By Ian Murdock | With more people carrying the debt of their education through student loans, it is important to consider how these loans may impact your ability to qualify for a mortgage – but the news is likely more positive than you might imagine.
The Federal Reserve recently reported that there are now 44.2 million Americans carrying $1.44 trillion in total U.S. student loan debt. The average monthly student loan payment (for a borrower aged 20 to 30 years) is $351. Given these statistics, it’s likely that you or a family member carries some amount of student loan debt that could have an impact on your ability to qualify for a mortgage.
A borrower can apply with their student loan servicer for special consideration of their income in the calculation of their monthly payments, thus tying more reasonable payments to their level of income. You can learn more about income-driven repayment here. This can be especially important for a student fresh out of college whose income starts out on the low side, but who expects that income to grow over time as they advance in their career. This is called Income-Based Repayment (IBR) and has been available for federal student loans since 2009.
Fannie Mae and Freddie Mac, the two government-sponsored enterprises and purchasers of conventional mortgages, are responsible for issuing guidelines that spell out how they will treat student loan payments in relation to a borrower’s debt-to-income ratio. Recently, Fannie Mae amended its guidelines to match the more lenient policies of Freddie Mac.
Both of them will now allow lenders to use the student loan payment that appears on a borrower’s credit report, whether that is an IBR payment or simply the payment required to pay off the loan in its regular term. For instance, if you have a student loan with a $19,000 balance, the IBR payment showing on your credit report could be as low as $40 per month, while your regular payment could be $220. Using the lower payment in the calculation of your debt-to-income ratio could result in your qualifying for a higher-priced home.

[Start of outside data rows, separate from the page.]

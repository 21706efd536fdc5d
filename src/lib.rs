pub mod deferred;
pub mod errors;
pub mod scheduler;
pub mod value;

pub use deferred::{
    Completion, Deferred, DeferredParts, FinallyHandler, Handler, Rejecter, Resolver, State,
};
pub use errors::DeferredError;
pub use scheduler::{EventLoop, Schedule, Task};
pub use value::{ForeignThenable, SettledCallback, ThenMethod, Value};

use std::rc::Rc;

/// Convenience function to run deferred work end-to-end: hands `f` the
/// scheduler of a fresh event loop, drives the loop to idle, and returns
/// `f`'s output.
pub fn run<R>(f: impl FnOnce(&Rc<dyn Schedule>) -> R) -> R {
    let event_loop = EventLoop::new();
    let scheduler = event_loop.scheduler();
    let out = f(&scheduler);
    event_loop.run_until_idle();
    out
}
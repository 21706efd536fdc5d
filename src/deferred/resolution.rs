//! The resolution procedure: how an arbitrary handler outcome is unwrapped
//! into a concrete settlement of the target deferred value.
//!
//! Dispatch order is load-bearing: own-type adoption before the foreign
//! thenable probe before the plain-value fallback.

use std::cell::Cell;
use std::rc::Rc;

use crate::errors::DeferredError;
use crate::value::{ForeignThenable, SettledCallback, Value};

use super::{Deferred, Handler, State};

/// Run one scheduled continuation against `payload` and settle `next` from
/// its completion. A missing handler passes fulfillment through and
/// re-raises rejection.
pub(super) fn run_reaction(
    next: &Deferred,
    handler: Option<Handler>,
    rejected: bool,
    payload: Value,
) {
    let completion = match handler {
        Some(handler) => handler(payload),
        None if rejected => Err(payload),
        None => Ok(payload),
    };
    match completion {
        Ok(outcome) => resolve_into(next, outcome),
        Err(reason) => next.settle(true, reason),
    }
}

/// Settle `target` from an arbitrary `outcome`.
pub(super) fn resolve_into(target: &Deferred, outcome: Value) {
    match outcome {
        Value::Deferred(source) => {
            if source.same_cell(target) {
                // Self-referential chains fail fast instead of deadlocking.
                target.settle(true, Value::Error(DeferredError::ChainCycle));
                return;
            }
            adopt_deferred(target, &source);
        }
        Value::Foreign(object) => adopt_foreign(target, object),
        plain => target.settle(false, plain),
    }
}

/// Adopt the eventual outcome of another deferred value of this
/// implementation, recursing so chains of any depth reach their terminal
/// outcome.
fn adopt_deferred(target: &Deferred, source: &Deferred) {
    match source.state() {
        State::Pending => {
            let adopt = target.clone();
            let forward = target.clone();
            let _ = source.then(
                Some(Box::new(move |value| {
                    resolve_into(&adopt, value);
                    Ok(Value::Undefined)
                })),
                Some(Box::new(move |reason| {
                    forward.settle(true, reason);
                    Ok(Value::Undefined)
                })),
            );
        }
        State::Fulfilled(value) => target.settle(false, value),
        State::Rejected(reason) => target.settle(true, reason),
    }
}

fn adopt_foreign(target: &Deferred, object: Rc<dyn ForeignThenable>) {
    let member = match object.clone().probe_then() {
        Ok(member) => member,
        // A raising accessor rejects outright, never retried or swallowed.
        Err(raised) => {
            target.settle(true, raised);
            return;
        }
    };
    let Some(then_method) = member else {
        // No callable `then`: the object is a plain value.
        target.settle(false, Value::Foreign(object));
        return;
    };

    // Shared first-invocation guard across both callbacks and the
    // synchronous-raise path; whichever fires first wins.
    let called = Rc::new(Cell::new(false));
    let on_fulfilled: SettledCallback = {
        let called = called.clone();
        let target = target.clone();
        Box::new(move |value| {
            if called.replace(true) {
                return;
            }
            resolve_into(&target, value);
        })
    };
    let on_rejected: SettledCallback = {
        let called = called.clone();
        let target = target.clone();
        Box::new(move |reason| {
            if called.replace(true) {
                return;
            }
            target.settle(true, reason);
        })
    };

    if let Err(raised) = then_method(on_fulfilled, on_rejected) {
        if !called.replace(true) {
            target.settle(true, raised);
        }
    }
}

FHA mortgages are a different matter. These mortgages are insured by the Federal Housing Administration and have lower down payment and credit score requirements than conventional mortgages. For most situations, FHA will be a bit more conservative in their treatment of student loans, usually requiring the use of 1% of the student loan balance as the worst-case scenario payment, even if the credit report shows a lower payment. In the example above, this would mean using a payment of $190.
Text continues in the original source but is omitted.